Data supplied ::

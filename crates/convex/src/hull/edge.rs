//! Work items of the gift-wrap builder: unordered edges, the cancelling edge
//! stack, and emitted triangles.

/// Edge between two point indices. Equality ignores direction.
#[derive(Clone, Copy, Debug, Eq)]
pub struct Edge {
    pub start: usize,
    pub end: usize,
}

impl Edge {
    #[inline]
    pub fn new(start: usize, end: usize) -> Self {
        Self { start, end }
    }

    #[inline]
    pub fn in_face(&self, f: &TriFace) -> bool {
        f.v.contains(&self.start) && f.v.contains(&self.end)
    }
}

impl PartialEq for Edge {
    fn eq(&self, o: &Self) -> bool {
        (self.start == o.start && self.end == o.end) || (self.start == o.end && self.end == o.start)
    }
}

/// Triangle emitted by the builder. `in_polygon` marks the fan triangles
/// that only triangulate a coplanar group for bookkeeping.
#[derive(Clone, Copy, Debug, PartialEq, Eq)]
pub struct TriFace {
    pub v: [usize; 3],
    pub in_polygon: bool,
}

impl TriFace {
    #[inline]
    pub fn new(a: usize, b: usize, c: usize, in_polygon: bool) -> Self {
        Self {
            v: [a, b, c],
            in_polygon,
        }
    }
}

/// LIFO of open edges where pushing an edge already present removes it.
///
/// Each hull edge is reached from its two adjacent faces; the second visit
/// cancels the first instead of queueing the edge twice.
#[derive(Clone, Debug, Default)]
pub struct EdgeStack {
    items: Vec<Edge>,
}

impl EdgeStack {
    #[inline]
    pub fn push(&mut self, e: Edge) {
        self.items.push(e);
    }

    #[inline]
    pub fn pop(&mut self) -> Option<Edge> {
        self.items.pop()
    }

    /// Push `e` unless an equal edge is queued; in that case remove the
    /// topmost match. Returns `true` if `e` was pushed.
    pub fn push_or_cancel(&mut self, e: Edge) -> bool {
        if let Some(pos) = self.items.iter().rposition(|x| *x == e) {
            self.items.remove(pos);
            false
        } else {
            self.items.push(e);
            true
        }
    }

    #[inline]
    pub fn is_empty(&self) -> bool {
        self.items.is_empty()
    }

    #[inline]
    pub fn len(&self) -> usize {
        self.items.len()
    }

    #[inline]
    pub fn clear(&mut self) {
        self.items.clear();
    }
}
//! Error types for hull construction, simplification, and persistence.
//!
//! A failed build or removal never hands back partial data: callers see one
//! of these variants and decide whether to fall back (e.g. to an AABB).

use thiserror::Error;

/// Errors raised by the convex kernel.
#[derive(Debug, Error)]
pub enum ConvexError {
    /// Not enough distinct input points to span a face.
    #[error("too few points: {found} distinct (need at least {needed})")]
    TooFewPoints { found: usize, needed: usize },

    /// Degenerate input; the retry schedule was exhausted.
    #[error("degenerate input: {reason}")]
    Degenerate { reason: String },

    /// Topological inconsistency while removing a face.
    #[error("topology error: {reason}")]
    Topology { reason: String },

    /// Requested face count lies outside the recorded history.
    #[error("face count {requested} outside [{min}, {max}]")]
    FaceCount {
        requested: usize,
        min: usize,
        max: usize,
    },

    /// Underlying reader/writer failure.
    #[error("io: {0}")]
    Io(#[from] std::io::Error),

    /// Malformed binary payload.
    #[error("bad format: {reason}")]
    Format { reason: String },
}

impl ConvexError {
    pub fn degenerate(reason: impl Into<String>) -> Self {
        Self::Degenerate {
            reason: reason.into(),
        }
    }

    pub fn topology(reason: impl Into<String>) -> Self {
        Self::Topology {
            reason: reason.into(),
        }
    }

    pub fn format(reason: impl Into<String>) -> Self {
        Self::Format {
            reason: reason.into(),
        }
    }
}

/// Kernel result alias.
pub type Result<T> = std::result::Result<T, ConvexError>;
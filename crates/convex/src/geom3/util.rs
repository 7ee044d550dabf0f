//! Input hygiene for point clouds: dedup, finiteness, collinearity.

use super::cfg::COLLINEAR_EPS;
use super::types::{normalize_or_zero, Vec3};

/// Keep the first of every cluster of points closer than `eps` to an earlier
/// survivor. Order of survivors follows the input.
pub fn dedup_points(pts: &[Vec3], eps: f64) -> Vec<Vec3> {
    let eps2 = eps * eps;
    let mut out: Vec<Vec3> = Vec::with_capacity(pts.len());
    for p in pts {
        if out.iter().all(|q| (p - q).norm_squared() >= eps2) {
            out.push(*p);
        }
    }
    out
}

#[inline]
pub fn all_finite(pts: &[Vec3]) -> bool {
    pts.iter().all(|p| p.iter().all(|c| c.is_finite()))
}

/// True if every point lies on the line through the first two distinct points
/// (directions within `COLLINEAR_EPS` of parallel). Fewer than three points
/// are trivially collinear.
pub fn is_collinear(pts: &[Vec3]) -> bool {
    let Some(a) = pts.first() else {
        return true;
    };
    let Some(dir) = pts
        .iter()
        .map(|p| normalize_or_zero(p - a))
        .find(|d| d.norm_squared() > 0.0)
    else {
        return true;
    };
    pts.iter().all(|p| {
        let d = normalize_or_zero(p - a);
        d.norm_squared() == 0.0 || 1.0 - d.dot(&dir).abs() < COLLINEAR_EPS
    })
}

What the task asks :: Copy every line of the records, leaving nothing out.

Answer below ::
filename crates/convex/src/hull/edge.rs
//! Work items of the gift-wrap builder: unordered edges, the cancelling edge
//! stack, and emitted triangles.

/// Edge between two point indices. Equality ignores direction.
#[derive(Clone, Copy, Debug, Eq)]
pub struct Edge {
    pub start: usize,
    pub end: usize,
}

impl Edge {
    #[inline]
    pub fn new(start: usize, end: usize) -> Self {
        Self { start, end }
    }

    #[inline]
    pub fn in_face(&self, f: &TriFace) -> bool {
        f.v.contains(&self.start) && f.v.contains(&self.end)
    }
}

impl PartialEq for Edge {
    fn eq(&self, o: &Self) -> bool {
        (self.start == o.start && self.end == o.end) || (self.start == o.end && self.end == o.start)
    }
}

/// Triangle emitted by the builder. `in_polygon` marks the fan triangles
/// that only triangulate a coplanar group for bookkeeping.
#[derive(Clone, Copy, Debug, PartialEq, Eq)]
pub struct TriFace {
    pub v: [usize; 3],
    pub in_polygon: bool,
}

impl TriFace {
    #[inline]
    pub fn new(a: usize, b: usize, c: usize, in_polygon: bool) -> Self {
        Self {
            v: [a, b, c],
            in_polygon,
        }
    }
}

/// LIFO of open edges where pushing an edge already present removes it.
///
/// Each hull edge is reached from its two adjacent faces; the second visit
/// cancels the first instead of queueing the edge twice.
#[derive(Clone, Debug, Default)]
pub struct EdgeStack {
    items: Vec<Edge>,
}

impl EdgeStack {
    #[inline]
    pub fn push(&mut self, e: Edge) {
        self.items.push(e);
    }

    #[inline]
    pub fn pop(&mut self) -> Option<Edge> {
        self.items.pop()
    }

    /// Push `e` unless an equal edge is queued; in that case remove the
    /// topmost match. Returns `true` if `e` was pushed.
    pub fn push_or_cancel(&mut self, e: Edge) -> bool {
        if let Some(pos) = self.items.iter().rposition(|x| *x == e) {
            self.items.remove(pos);
            false
        } else {
            self.items.push(e);
            true
        }
    }

    #[inline]
    pub fn is_empty(&self) -> bool {
        self.items.is_empty()
    }

    #[inline]
    pub fn len(&self) -> usize {
        self.items.len()
    }

    #[inline]
    pub fn clear(&mut self) {
        self.items.clear();
    }
}
//! Error types for hull construction, simplification, and persistence.
//!
//! A failed build or removal never hands back partial data: callers see one
//! of these variants and decide whether to fall back (e.g. to an AABB).

use thiserror::Error;

/// Errors raised by the convex kernel.
#[derive(Debug, Error)]
pub enum ConvexError {
    /// Not enough distinct input points to span a face.
    #[error("too few points: {found} distinct (need at least {needed})")]
    TooFewPoints { found: usize, needed: usize },

    /// Degenerate input; the retry schedule was exhausted.
    #[error("degenerate input: {reason}")]
    Degenerate { reason: String },

    /// Topological inconsistency while removing a face.
    #[error("topology error: {reason}")]
    Topology { reason: String },

    /// Requested face count lies outside the recorded history.
    #[error("face count {requested} outside [{min}, {max}]")]
    FaceCount {
        requested: usize,
        min: usize,
        max: usize,
    },

    /// Underlying reader/writer failure.
    #[error("io: {0}")]
    Io(#[from] std::io::Error),

    /// Malformed binary payload.
    #[error("bad format: {reason}")]
    Format { reason: String },
}

impl ConvexError {
    pub fn degenerate(reason: impl Into<String>) -> Self {
        Self::Degenerate {
            reason: reason.into(),
        }
    }

    pub fn topology(reason: impl Into<String>) -> Self {
        Self::Topology {
            reason: reason.into(),
        }
    }

    pub fn format(reason: impl Into<String>) -> Self {
        Self::Format {
            reason: reason.into(),
        }
    }
}

/// Kernel result alias.
pub type Result<T> = std::result::Result<T, ConvexError>;
filename crates/convex/src/geom3/util.rs
repository 7ee044d550dabf0f
//! Input hygiene for point clouds: dedup, finiteness, collinearity.

use super::cfg::COLLINEAR_EPS;
use super::types::{normalize_or_zero, Vec3};

/// Keep the first of every cluster of points closer than `eps` to an earlier
/// survivor. Order of survivors follows the input.
pub fn dedup_points(pts: &[Vec3], eps: f64) -> Vec<Vec3> {
    let eps2 = eps * eps;
    let mut out: Vec<Vec3> = Vec::with_capacity(pts.len());
    for p in pts {
        if out.iter().all(|q| (p - q).norm_squared() >= eps2) {
            out.push(*p);
        }
    }
    out
}

#[inline]
pub fn all_finite(pts: &[Vec3]) -> bool {
    pts.iter().all(|p| p.iter().all(|c| c.is_finite()))
}

/// True if every point lies on the line through the first two distinct points
/// (directions within `COLLINEAR_EPS` of parallel). Fewer than three points
/// are trivially collinear.
pub fn is_collinear(pts: &[Vec3]) -> bool {
    let Some(a) = pts.first() else {
        return true;
    };
    let Some(dir) = pts
        .iter()
        .map(|p| normalize_or_zero(p - a))
        .find(|d| d.norm_squared() > 0.0)
    else {
        return true;
    };
    pts.iter().all(|p| {
        let d = normalize_or_zero(p - a);
        d.norm_squared() == 0.0 || 1.0 - d.dot(&dir).abs() < COLLINEAR_EPS
    })
}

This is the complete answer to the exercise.